For a long time, I have had a very specific law review article I’ve wanted to write, but with my many other commitments, it has never come to fruition. And, given my schedule coming up, it’s unlikely it ever will. But I do have this blog, so why not just outline the idea here?

Scholars have worked for a long time to establish a governance mechanism for class actions that would prove both effective and legitimate. It’s a difficult balance to strike: most policymakers want class actions that can operate effectively as litigation devices, but that don’t just hijack the choses in action of numerous unnamed class members. As a result, we’ve seen radical proposals to reform the class action, including making it into a trust device, and just eliminating class plaintiffs altogether.

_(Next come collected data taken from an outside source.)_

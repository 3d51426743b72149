//! Face scanning
//!
//! Walks the cube through the six positions the camera needs and asks the
//! host to capture each face.

pub mod driver;

pub use driver::{ScanDriver, ScanError};

use crate::cube::Face;

/// Faces in the order they are imaged
///
/// Each face is shown to the camera by putting its opposite face down.
pub const SCAN_ORDER: [Face; 6] = [Face::L, Face::F, Face::D, Face::R, Face::B, Face::U];

/// Number of faces a scan visits
pub const SCAN_STEPS: usize = SCAN_ORDER.len();
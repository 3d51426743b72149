//! Line framing for the command protocol.
//!
//! Line format:
//! - TEXT (1-128 bytes): printable ASCII, words separated by single spaces
//! - TERMINATOR: `\n` or `\r` (the host answers with `\n\r`, the hub sends `\n`)
//!
//! Empty lines produced by paired terminators are skipped.

use heapless::{String, Vec};

/// Maximum line length in bytes, excluding the terminator
///
/// The longest legal line is `OK <move string>`; a solver answer stays well
/// under 30 moves of at most 3 characters each.
pub const MAX_LINE_LEN: usize = 128;

/// A complete received line, terminator stripped
pub type Line = String<MAX_LINE_LEN>;

/// Errors that can occur while splitting a byte stream into lines
#[derive(Debug, Clone, Copy, PartialEq, Eq)]
#[cfg_attr(feature = "defmt", derive(defmt::Format))]
pub enum LineError {
    /// Line exceeded `MAX_LINE_LEN`; bytes are dropped until the next terminator
    Overflow,
    /// Line contained bytes that are not valid UTF-8
    InvalidUtf8,
}

impl core::fmt::Display for LineError {
    fn fmt(&self, f: &mut core::fmt::Formatter<'_>) -> core::fmt::Result {
        match self {
            LineError::Overflow => write!(f, "line longer than {} bytes", MAX_LINE_LEN),
            LineError::InvalidUtf8 => write!(f, "line is not valid UTF-8"),
        }
    }
}

/// Returns true for the bytes that end a line
fn is_terminator(byte: u8) -> bool {
    byte == b'\n' || byte == b'\r'
}

/// State machine for splitting incoming bytes into lines
#[derive(Debug, Clone)]
pub struct LineParser {
    state: ParseState,
    buffer: Vec<u8, MAX_LINE_LEN>,
}

#[derive(Debug, Clone, Copy, PartialEq, Eq)]
enum ParseState {
    /// Collecting bytes of the current line
    Collecting,
    /// Dropping the tail of an overlong line
    Discarding,
}

impl Default for LineParser {
    fn default() -> Self {
        Self::new()
    }
}

impl LineParser {
    /// Create a new line parser
    pub fn new() -> Self {
        Self {
            state: ParseState::Collecting,
            buffer: Vec::new(),
        }
    }

    /// Reset the parser state, dropping any partial line
    pub fn reset(&mut self) {
        self.state = ParseState::Collecting;
        self.buffer.clear();
    }

    /// Check if a partial line is buffered
    pub fn has_partial(&self) -> bool {
        !self.buffer.is_empty()
    }

    /// Feed a single byte to the parser
    ///
    /// Returns `Ok(Some(line))` when a terminator completes a non-empty line,
    /// `Ok(None)` when more bytes are needed, or `Err` when the current line
    /// has to be dropped.
    pub fn feed(&mut self, byte: u8) -> Result<Option<Line>, LineError> {
        match self.state {
            ParseState::Discarding => {
                if is_terminator(byte) {
                    self.state = ParseState::Collecting;
                }
                Ok(None)
            }
            ParseState::Collecting => {
                if is_terminator(byte) {
                    return self.finish();
                }
                if self.buffer.push(byte).is_err() {
                    self.buffer.clear();
                    self.state = ParseState::Discarding;
                    return Err(LineError::Overflow);
                }
                Ok(None)
            }
        }
    }

    /// Feed multiple bytes to the parser
    ///
    /// Returns the first complete line found, if any.
    /// Remaining bytes after a complete line are not consumed.
    pub fn feed_bytes(&mut self, bytes: &[u8]) -> Result<Option<Line>, LineError> {
        for &byte in bytes {
            if let Some(line) = self.feed(byte)? {
                return Ok(Some(line));
            }
        }
        Ok(None)
    }

    fn finish(&mut self) -> Result<Option<Line>, LineError> {
        let result = match core::str::from_utf8(&self.buffer) {
            Ok(text) => {
                let text = text.trim();
                if text.is_empty() {
                    Ok(None)
                } else {
                    let mut line = Line::new();
                    // Cannot overflow: the text came out of a buffer of the same capacity
                    let _ = line.push_str(text);
                    Ok(Some(line))
                }
            }
            Err(_) => Err(LineError::InvalidUtf8),
        };
        self.buffer.clear();
        result
    }
}

#[cfg(test)]
mod tests {
    use super::*;

    #[test]
    fn test_single_line() {
        let mut parser = LineParser::new();
        let line = parser.feed_bytes(b"OK\n").unwrap().unwrap();
        assert_eq!(line.as_str(), "OK");
        assert!(!parser.has_partial());
    }

    #[test]
    fn test_carriage_return_pairs_are_skipped() {
        // The camera host terminates its answers with "\n\r"
        let mut parser = LineParser::new();
        let mut lines: Vec<Line, 4> = Vec::new();
        for &byte in b"OK\n\rERROR\n\r".iter() {
            if let Some(line) = parser.feed(byte).unwrap() {
                lines.push(line).unwrap();
            }
        }
        assert_eq!(lines.len(), 2);
        assert_eq!(lines[0].as_str(), "OK");
        assert_eq!(lines[1].as_str(), "ERROR");
    }

    #[test]
    fn test_partial_line_waits_for_terminator() {
        let mut parser = LineParser::new();
        assert_eq!(parser.feed_bytes(b"IMAGE ").unwrap(), None);
        assert!(parser.has_partial());
        let line = parser.feed_bytes(b"L\n").unwrap().unwrap();
        assert_eq!(line.as_str(), "IMAGE L");
    }

    #[test]
    fn test_surrounding_whitespace_trimmed() {
        let mut parser = LineParser::new();
        let line = parser.feed_bytes(b"  OK R U  \n").unwrap().unwrap();
        assert_eq!(line.as_str(), "OK R U");
        assert_eq!(parser.feed_bytes(b"   \n").unwrap(), None);
    }

    #[test]
    fn test_overflow_resyncs_at_next_terminator() {
        let mut parser = LineParser::new();
        let long = [b'A'; MAX_LINE_LEN + 1];
        assert_eq!(parser.feed_bytes(&long), Err(LineError::Overflow));

        // Tail of the overlong line is dropped
        assert_eq!(parser.feed_bytes(b"AAAA").unwrap(), None);
        assert_eq!(parser.feed_bytes(b"\n").unwrap(), None);

        let line = parser.feed_bytes(b"OK\n").unwrap().unwrap();
        assert_eq!(line.as_str(), "OK");
    }

    #[test]
    fn test_invalid_utf8() {
        let mut parser = LineParser::new();
        assert_eq!(
            parser.feed_bytes(&[0xFF, 0xFE, b'\n']),
            Err(LineError::InvalidUtf8)
        );
        let line = parser.feed_bytes(b"OK\n").unwrap().unwrap();
        assert_eq!(line.as_str(), "OK");
    }

    proptest::proptest! {
        #[test]
        fn prop_lines_never_carry_terminators(bytes in proptest::collection::vec(proptest::num::u8::ANY, 0..512)) {
            let mut parser = LineParser::new();
            for byte in bytes {
                if let Ok(Some(line)) = parser.feed(byte) {
                    proptest::prop_assert!(!line.is_empty());
                    proptest::prop_assert!(line.len() <= MAX_LINE_LEN);
                    proptest::prop_assert!(!line.contains('\n') && !line.contains('\r'));
                }
            }
        }
    }

    #[test]
    fn test_reset_drops_partial_line() {
        let mut parser = LineParser::new();
        parser.feed_bytes(b"GARB").unwrap();
        parser.reset();
        let line = parser.feed_bytes(b"OK\n").unwrap().unwrap();
        assert_eq!(line.as_str(), "OK");
    }
}
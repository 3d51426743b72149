//! Hardware abstraction traits
//!
//! These traits define the interface between the planning logic and the
//! robot's motors, its serial link to the camera host, and its operator
//! feedback (light matrix and speaker).

pub mod actuator;
pub mod indicator;
pub mod link;

pub use actuator::{ActuationError, Actuator, Sense};
pub use indicator::{Cue, Indicator};
pub use link::{Link, LinkError};
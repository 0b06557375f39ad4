//! Static copy for the page: navigation and FAQ.

#[derive(Debug, Clone)]
pub struct NavLink {
    pub label: &'static str,
    pub href: &'static str,
}

#[derive(Debug, Clone)]
pub struct FaqEntry {
    pub question: &'static str,
    pub answer: &'static str,
}

#[derive(Debug, Clone)]
pub struct PageContent {
    pub title: &'static str,
    pub tagline: &'static str,
    pub nav_links: Vec<NavLink>,
    pub faq: Vec<FaqEntry>,
}

impl Default for PageContent {
    fn default() -> Self {
        Self {
            title: "VerifAI",
            tagline: "Check a claim or a screenshot before you share it.",
            nav_links: vec![
                NavLink { label: "Text", href: "#text" },
                NavLink { label: "Image", href: "#image" },
                NavLink { label: "FAQ", href: "#faq" },
            ],
            faq: vec![
                FaqEntry {
                    question: "How is the credibility score computed?",
                    answer: "The detection service combines a classical text classifier, a BERT model, \
                             a language-model plausibility check and a search for trusted sources. \
                             The four sub-scores are shown under every result.",
                },
                FaqEntry {
                    question: "What happens to an uploaded image?",
                    answer: "Text is read from the image and scored like a pasted claim, and the image \
                             itself is checked for signs of manipulation. Nothing is stored.",
                },
                FaqEntry {
                    question: "Why does a result say UNVERIFIABLE?",
                    answer: "The claim could not be confirmed or refuted with enough confidence. \
                             Cross-reference it with trusted sources before sharing.",
                },
                FaqEntry {
                    question: "The page says the backend is not reachable.",
                    answer: "The detection services run separately: the text service on port 5000 \
                             and the image service on port 5001. Start them and try again.",
                },
            ],
        }
    }
}
pub mod error;
pub mod storage;
pub mod types;
pub mod upload;
pub mod verifier;

pub use error::{Error, Result, VerifyError};
pub use storage::PreferenceStore;
pub use types::{
    BackendStatus, HealthReport, ImageVerification, Service, SubScores, TextVerification, Theme,
    Verdict,
};
pub use upload::{DataUrl, SelectedFile};
pub use verifier::{Verifier, VerifyResult};

pub mod prelude {
    pub use crate::{Error, PreferenceStore, Result, Verifier, VerifyError};
}
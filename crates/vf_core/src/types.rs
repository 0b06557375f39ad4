use serde::{Deserialize, Deserializer, Serialize};
use std::convert::Infallible;
use std::fmt;
use std::str::FromStr;

/// A page theme, applied as the `theme-<name>` class on the document body.
///
/// Names are not validated: an unknown name is applied as given and simply
/// matches no stylesheet rules.
#[derive(Debug, Clone, PartialEq, Eq, Hash, Serialize, Deserialize)]
#[serde(transparent)]
pub struct Theme(String);

impl Theme {
    /// Key the active theme is persisted under.
    pub const STORAGE_KEY: &'static str = "verifai-theme";

    /// Themes that ship with a stylesheet and a switcher button.
    pub const BUILTIN: [&'static str; 3] = ["light", "dark", "ocean"];

    pub fn new(name: impl Into<String>) -> Self {
        Self(name.into())
    }

    pub fn dark() -> Self {
        Self::new("dark")
    }

    pub fn light() -> Self {
        Self::new("light")
    }

    pub fn name(&self) -> &str {
        &self.0
    }

    pub fn css_class(&self) -> String {
        format!("theme-{}", self.0)
    }

    pub fn is_builtin(&self) -> bool {
        Self::BUILTIN.contains(&self.0.as_str())
    }

    pub fn builtins() -> impl Iterator<Item = Theme> {
        Self::BUILTIN.iter().map(|name| Theme::new(*name))
    }
}

impl Default for Theme {
    fn default() -> Self {
        Self::dark()
    }
}

impl fmt::Display for Theme {
    fn fmt(&self, f: &mut fmt::Formatter<'_>) -> fmt::Result {
        f.write_str(&self.0)
    }
}

impl FromStr for Theme {
    type Err = Infallible;

    fn from_str(s: &str) -> std::result::Result<Self, Self::Err> {
        Ok(Theme::new(s))
    }
}

impl From<&str> for Theme {
    fn from(name: &str) -> Self {
        Theme::new(name)
    }
}

impl From<String> for Theme {
    fn from(name: String) -> Self {
        Theme(name)
    }
}

/// Categorical outcome reported by a detection backend.
///
/// Labels the backend is known to send map to named variants; anything else
/// is kept verbatim in `Other`.
#[derive(Debug, Clone, PartialEq, Eq, Serialize, Deserialize)]
#[serde(from = "String", into = "String")]
pub enum Verdict {
    Real,
    LikelyReal,
    Fake,
    Suspicious,
    Unverifiable,
    NotAFactualClaim,
    NoTextDetected,
    Unknown,
    Other(String),
}

impl Verdict {
    pub fn label(&self) -> &str {
        match self {
            Verdict::Real => "REAL",
            Verdict::LikelyReal => "LIKELY REAL",
            Verdict::Fake => "FAKE",
            Verdict::Suspicious => "SUSPICIOUS",
            Verdict::Unverifiable => "UNVERIFIABLE",
            Verdict::NotAFactualClaim => "NOT A FACTUAL CLAIM",
            Verdict::NoTextDetected => "NO TEXT DETECTED",
            Verdict::Unknown => "UNKNOWN",
            Verdict::Other(raw) => raw,
        }
    }

    pub fn is_recognized(&self) -> bool {
        !matches!(self, Verdict::Other(_))
    }
}

impl From<String> for Verdict {
    fn from(raw: String) -> Self {
        match raw.as_str() {
            "REAL" => Verdict::Real,
            "LIKELY REAL" => Verdict::LikelyReal,
            "FAKE" => Verdict::Fake,
            "SUSPICIOUS" => Verdict::Suspicious,
            "UNVERIFIABLE" => Verdict::Unverifiable,
            "NOT A FACTUAL CLAIM" => Verdict::NotAFactualClaim,
            "NO TEXT DETECTED" => Verdict::NoTextDetected,
            "UNKNOWN" => Verdict::Unknown,
            _ => Verdict::Other(raw),
        }
    }
}

impl From<&str> for Verdict {
    fn from(raw: &str) -> Self {
        Verdict::from(raw.to_string())
    }
}

impl From<Verdict> for String {
    fn from(verdict: Verdict) -> Self {
        match verdict {
            Verdict::Other(raw) => raw,
            known => known.label().to_string(),
        }
    }
}

impl fmt::Display for Verdict {
    fn fmt(&self, f: &mut fmt::Formatter<'_>) -> fmt::Result {
        f.write_str(self.label())
    }
}

/// The four backend signals behind a verdict, each in `0.0..=1.0`.
#[derive(Debug, Clone, Copy, Default, PartialEq, Serialize, Deserialize)]
pub struct SubScores {
    #[serde(default)]
    pub ml_score: f64,
    #[serde(default)]
    pub bert_score: f64,
    #[serde(default)]
    pub llm_score: f64,
    #[serde(default)]
    pub web_score: f64,
}

/// Successful `/check` response.
#[derive(Debug, Clone, PartialEq, Serialize, Deserialize)]
pub struct TextVerification {
    pub verdict: Verdict,
    #[serde(deserialize_with = "deserialize_credibility")]
    pub credibility: u8,
    #[serde(flatten)]
    pub scores: SubScores,
}

/// Successful `/check-image` response.
#[derive(Debug, Clone, PartialEq, Serialize, Deserialize)]
pub struct ImageVerification {
    pub verdict: Verdict,
    #[serde(deserialize_with = "deserialize_credibility")]
    pub credibility: u8,
    #[serde(default)]
    pub alert: String,
    #[serde(default)]
    pub extracted_text: Option<String>,
    #[serde(default)]
    pub concerns: Option<String>,
    #[serde(flatten)]
    pub scores: SubScores,
    #[serde(default)]
    pub image_manipulation_score: f64,
}

/// Accepts any JSON number and clamps it into a whole percentage.
fn deserialize_credibility<'de, D>(deserializer: D) -> std::result::Result<u8, D::Error>
where
    D: Deserializer<'de>,
{
    let raw = f64::deserialize(deserializer)?;
    if raw.is_nan() {
        return Ok(0);
    }
    Ok(raw.round().clamp(0.0, 100.0) as u8)
}

/// The two detection backends the page talks to.
#[derive(Debug, Clone, Copy, PartialEq, Eq, Hash, Serialize, Deserialize)]
#[serde(rename_all = "lowercase")]
pub enum Service {
    Text,
    Image,
}

impl Service {
    pub const ALL: [Service; 2] = [Service::Text, Service::Image];

    pub fn default_base_url(&self) -> &'static str {
        match self {
            Service::Text => "http://127.0.0.1:5000",
            Service::Image => "http://127.0.0.1:5001",
        }
    }

    pub fn check_path(&self) -> &'static str {
        match self {
            Service::Text => "check",
            Service::Image => "check-image",
        }
    }
}

impl fmt::Display for Service {
    fn fmt(&self, f: &mut fmt::Formatter<'_>) -> fmt::Result {
        match self {
            Service::Text => f.write_str("text detection service"),
            Service::Image => f.write_str("image detection service"),
        }
    }
}

/// Body of a backend's `/health` route.
#[derive(Debug, Clone, PartialEq, Eq, Serialize, Deserialize)]
pub struct HealthReport {
    pub status: String,
    #[serde(default)]
    pub service: String,
    #[serde(default)]
    pub features: Vec<String>,
}

#[derive(Debug, Clone, PartialEq, Eq, Serialize, Deserialize)]
pub struct BackendStatus {
    pub service: Service,
    pub endpoint: String,
    pub reachable: bool,
    pub http_status: Option<u16>,
    pub report: Option<HealthReport>,
    pub error: Option<String>,
}
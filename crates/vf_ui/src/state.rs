use serde::Serialize;
use vf_core::{DataUrl, ImageVerification, TextVerification, Theme};

/// Everything the page shows, owned by the controller.
#[derive(Debug, Clone, Default, Serialize)]
pub struct PageState {
    pub theme: Theme,
    pub text_input: String,
    pub upload: UploadState,
    pub text_result: ResultPanel,
    pub image_result: ResultPanel,
    pub faq: FaqState,
    pub nav: NavState,
    /// Pending blocking alert, shown until dismissed.
    pub alert: Option<String>,
}

#[derive(Debug, Clone, Default, Serialize)]
pub struct UploadState {
    pub image: Option<UploadedImage>,
    pub drag_over: bool,
}

#[derive(Debug, Clone, Serialize)]
pub struct UploadedImage {
    pub name: Option<String>,
    pub data_url: DataUrl,
}

impl UploadState {
    /// Source of the preview `<img>`, empty when nothing is selected.
    pub fn preview_src(&self) -> &str {
        self.image.as_ref().map(|image| image.data_url.as_str()).unwrap_or("")
    }

    pub fn shows_prompt(&self) -> bool {
        self.image.is_none()
    }

    pub fn shows_preview(&self) -> bool {
        self.image.is_some()
    }
}

#[derive(Debug, Clone, Default, Serialize)]
#[serde(tag = "state", content = "data", rename_all = "snake_case")]
pub enum ResultPanel {
    #[default]
    Hidden,
    Loading,
    Text(TextVerification),
    Image(ImageVerification),
    Failed(String),
}

impl ResultPanel {
    pub fn is_visible(&self) -> bool {
        !matches!(self, ResultPanel::Hidden)
    }

    pub fn is_loading(&self) -> bool {
        matches!(self, ResultPanel::Loading)
    }

    pub fn is_failed(&self) -> bool {
        matches!(self, ResultPanel::Failed(_))
    }
}

/// Single-open accordion.
#[derive(Debug, Clone, Copy, Default, PartialEq, Eq, Serialize)]
pub struct FaqState {
    open: Option<usize>,
}

impl FaqState {
    /// Opens `index` and closes every other item, or closes `index` if it was open.
    pub fn toggle(&mut self, index: usize) {
        self.open = if self.open == Some(index) { None } else { Some(index) };
    }

    pub fn is_open(&self, index: usize) -> bool {
        self.open == Some(index)
    }

    pub fn open(&self) -> Option<usize> {
        self.open
    }
}

/// Mirrored on the nav-links container and the menu button.
#[derive(Debug, Clone, Copy, Default, PartialEq, Eq, Serialize)]
pub struct NavState {
    open: bool,
}

impl NavState {
    pub fn toggle(&mut self) {
        self.open = !self.open;
    }

    pub fn is_open(&self) -> bool {
        self.open
    }
}
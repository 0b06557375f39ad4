use async_trait::async_trait;
use reqwest::{Client, Response};
use serde::de::DeserializeOwned;
use serde::{Deserialize, Serialize};
use std::fmt;
use tracing::{debug, info, warn};
use url::Url;
use vf_core::{
    BackendStatus, DataUrl, Error, HealthReport, ImageVerification, Result, Service,
    TextVerification, Verifier, VerifyError, VerifyResult,
};

use crate::Config;

#[derive(Serialize)]
struct TextRequest<'a> {
    text: &'a str,
}

#[derive(Serialize)]
struct ImageRequest<'a> {
    image: &'a str,
}

#[derive(Deserialize)]
struct ErrorBody {
    #[serde(default)]
    error: Option<String>,
}

#[derive(Debug, Clone)]
struct Endpoints {
    check: Url,
    health: Url,
}

impl Endpoints {
    fn new(base: &str, service: Service) -> Result<Self> {
        let base = parse_base(base)?;
        let join = |path: &str| {
            base.join(path)
                .map_err(|e| Error::InvalidUrl(format!("{}{}: {}", base, path, e)))
        };
        Ok(Self {
            check: join(service.check_path())?,
            health: join("health")?,
        })
    }
}

/// Base URLs are treated as directories so `/check` lands under any prefix.
fn parse_base(raw: &str) -> Result<Url> {
    let mut url = Url::parse(raw.trim()).map_err(|e| Error::InvalidUrl(format!("{}: {}", raw, e)))?;
    if url.cannot_be_a_base() || !matches!(url.scheme(), "http" | "https") {
        return Err(Error::InvalidUrl(format!("{}: not an http(s) base URL", raw)));
    }
    if !url.path().ends_with('/') {
        let path = format!("{}/", url.path());
        url.set_path(&path);
    }
    Ok(url)
}

/// Talks to the two detection backends over HTTP.
pub struct HttpVerifier {
    client: Client,
    text: Endpoints,
    image: Endpoints,
}

impl HttpVerifier {
    pub fn new(config: &Config) -> Result<Self> {
        let mut builder = Client::builder();
        if let Some(timeout) = config.timeout {
            builder = builder.timeout(timeout);
        }
        Ok(Self {
            client: builder.build()?,
            text: Endpoints::new(&config.text_url, Service::Text)?,
            image: Endpoints::new(&config.image_url, Service::Image)?,
        })
    }

    fn endpoints(&self, service: Service) -> &Endpoints {
        match service {
            Service::Text => &self.text,
            Service::Image => &self.image,
        }
    }

    async fn post<B, T>(&self, service: Service, body: &B) -> VerifyResult<T>
    where
        B: Serialize + ?Sized,
        T: DeserializeOwned,
    {
        let endpoint = &self.endpoints(service).check;
        debug!("📤 POST {}", endpoint);
        let response = self
            .client
            .post(endpoint.clone())
            .json(body)
            .send()
            .await
            .map_err(|e| transport_error(service, endpoint, &e))?;
        decode(service, endpoint, response).await
    }
}

fn transport_error(service: Service, endpoint: &Url, err: &reqwest::Error) -> VerifyError {
    warn!("🔌 {} not reachable at {}: {}", service, endpoint, err);
    VerifyError::Transport {
        service,
        endpoint: endpoint.to_string(),
        port: endpoint.port_or_known_default(),
        reason: err.to_string(),
    }
}

async fn decode<T: DeserializeOwned>(
    service: Service,
    endpoint: &Url,
    response: Response,
) -> VerifyResult<T> {
    let status = response.status();
    let body = response
        .bytes()
        .await
        .map_err(|e| transport_error(service, endpoint, &e))?;

    if !status.is_success() {
        let message = serde_json::from_slice::<ErrorBody>(&body)
            .ok()
            .and_then(|b| b.error)
            .filter(|m| !m.trim().is_empty());
        warn!("❗ {} answered {}: {:?}", service, status, message);
        return Err(VerifyError::Server {
            service,
            status: status.as_u16(),
            message,
        });
    }

    serde_json::from_slice(&body).map_err(|e| {
        warn!("❗ {} sent an unreadable body: {}", service, e);
        VerifyError::Decode {
            service,
            reason: e.to_string(),
        }
    })
}

impl fmt::Debug for HttpVerifier {
    fn fmt(&self, f: &mut fmt::Formatter<'_>) -> fmt::Result {
        f.debug_struct("HttpVerifier")
            .field("client", &"<reqwest::Client>")
            .field("text", &self.text.check.as_str())
            .field("image", &self.image.check.as_str())
            .finish()
    }
}

#[async_trait]
impl Verifier for HttpVerifier {
    fn name(&self) -> &str {
        "HTTP"
    }

    fn endpoint(&self, service: Service) -> String {
        self.endpoints(service).check.to_string()
    }

    async fn check_text(&self, text: &str) -> VerifyResult<TextVerification> {
        let result: TextVerification = self.post(Service::Text, &TextRequest { text }).await?;
        info!("📰 Text verdict: {} ({}%)", result.verdict, result.credibility);
        Ok(result)
    }

    async fn check_image(&self, image: &DataUrl) -> VerifyResult<ImageVerification> {
        debug!("🖼️ Posting image ({}, {} bytes encoded)", image.mime_type(), image.len());
        let result: ImageVerification = self
            .post(Service::Image, &ImageRequest { image: image.as_str() })
            .await?;
        info!("🖼️ Image verdict: {} ({}%)", result.verdict, result.credibility);
        Ok(result)
    }

    async fn health(&self, service: Service) -> BackendStatus {
        let endpoint = &self.endpoints(service).health;
        match self.client.get(endpoint.clone()).send().await {
            Ok(response) => {
                let status = response.status();
                let report = if status.is_success() {
                    response.json::<HealthReport>().await.ok()
                } else {
                    None
                };
                BackendStatus {
                    service,
                    endpoint: endpoint.to_string(),
                    reachable: true,
                    http_status: Some(status.as_u16()),
                    report,
                    error: None,
                }
            }
            Err(e) => BackendStatus {
                service,
                endpoint: endpoint.to_string(),
                reachable: false,
                http_status: None,
                report: None,
                error: Some(e.to_string()),
            },
        }
    }
}
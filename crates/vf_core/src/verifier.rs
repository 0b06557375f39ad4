use async_trait::async_trait;
use std::fmt;

use crate::error::VerifyError;
use crate::types::{BackendStatus, ImageVerification, Service, TextVerification};
use crate::upload::DataUrl;

pub type VerifyResult<T> = std::result::Result<T, VerifyError>;

#[async_trait]
pub trait Verifier: Send + Sync + fmt::Debug {
    fn name(&self) -> &str;

    /// Where requests for `service` are sent, for messages and logs.
    fn endpoint(&self, service: Service) -> String;

    /// Score a piece of text against the text detection backend.
    async fn check_text(&self, text: &str) -> VerifyResult<TextVerification>;

    /// Score an image, posted as a data URL, against the image detection backend.
    async fn check_image(&self, image: &DataUrl) -> VerifyResult<ImageVerification>;

    /// Probe a backend. Never fails: unreachable backends are reported as such.
    async fn health(&self, service: Service) -> BackendStatus;
}
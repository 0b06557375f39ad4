use std::sync::Arc;
use vf_core::{PreferenceStore, Verifier};
use vf_ui::{Controller, PageContent};

pub struct AppState {
    pub controller: Controller,
    pub content: PageContent,
}

impl AppState {
    pub fn new(verifier: Arc<dyn Verifier>, preferences: Arc<dyn PreferenceStore>) -> Self {
        Self {
            controller: Controller::new(verifier, preferences),
            content: PageContent::default(),
        }
    }
}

In fact, there’s an even more radical solution, that would at the same time require no change to the existing Rule 23. Enforce Rule 23(a)(4)’s adequacy requirement. As written, and as originally interpreted, the adequacy requirement exists to ensure due process is met. It is the constitutional guarantee that a representative action like a class action is legitimate.

The problem, then, is that most modern class plaintiffs are not adequate to the task. That’s not to speak ill of class plaintiffs. They’re recruited, and then “trained” to defer to their lawyers’ judgment of what is best for the class. And that makes sense from the lawyers’ standpoint, too. There is nothing that can disrupt a carefully planned legal theory in a complex case more than a wilful client.

This is why Rule 23(a)(4) is honored mostly in the breach. The other reason, as I’ve alluded to elsewhere, is a line of cases that read too much into a old motion to dismiss ruling upheld by the Supreme Court. The end result of that misreading is similar to the end result of the misreading of Eisen for several decades: courts inclined to certify class actions simply quote, without further analysis, the proposition that a named plaintiff does not have to be Arthur Miller [] in order to represent a class.

So what would this kind of adequacy enforcement look like? Several courts this year have actually offered an idea.

There would have to be affirmative evidence of the plaintiff’s adequacy. Boilerplate assurances of “zealous advocacy” would not be enough. Named plaintiffs would have to have actual working knowledge of their case. They still wouldn’t need to be legal experts themselves, but courts would not allow them to simply say they defer to their lawyers. Class lawyers would not be allowed to replace named plaintiffs without consequence.

Of course, this proposal is likely to receive criticism as well. The largest criticism is probably that reinforcing the adequacy requirement may make class actions as a device less effective. And, to the extent “less effective” means “requires some up-front work to file and maintain,” that may very well be true. But that does not make the criticism valid. The Supreme Court has recently reminded us that Rule 23’s requirements are “stringent” and “in practice exclude most claims.” And (and you’ll see here that I am a defense lawyer) that’s OK. Class actions should be rare, and they should be more expensive than the average lawsuit. They are far more lucrative, after all. If tracking down an adequate plaintiff—that is, one who has suffered an actual harm and is willing to represent the class and stand up to her lawyers when necessary—is that difficult, it may be that the lawsuit doesn’t have much merit to begin with.

What’s interesting is that we’ve tried this experiment at least once, and with good results. The Private Securities Litigation Reform Act added some prohibitions that made it extremely difficult to pull anyone who had bought a single share of stock into a securities lawsuit. The result was that institutional investors became class plaintiffs. There were fewer (though not no) meritless securities lawsuits, and the quality of the securities class action bar improved as well.

Properly enforced, adequacy makes a great asset to class action practice on both sides: it screens out truly frivolous suits, and it gives meritorious suits an edge by giving them a plaintiff who will do more than sign interrogatories and testify for three hours.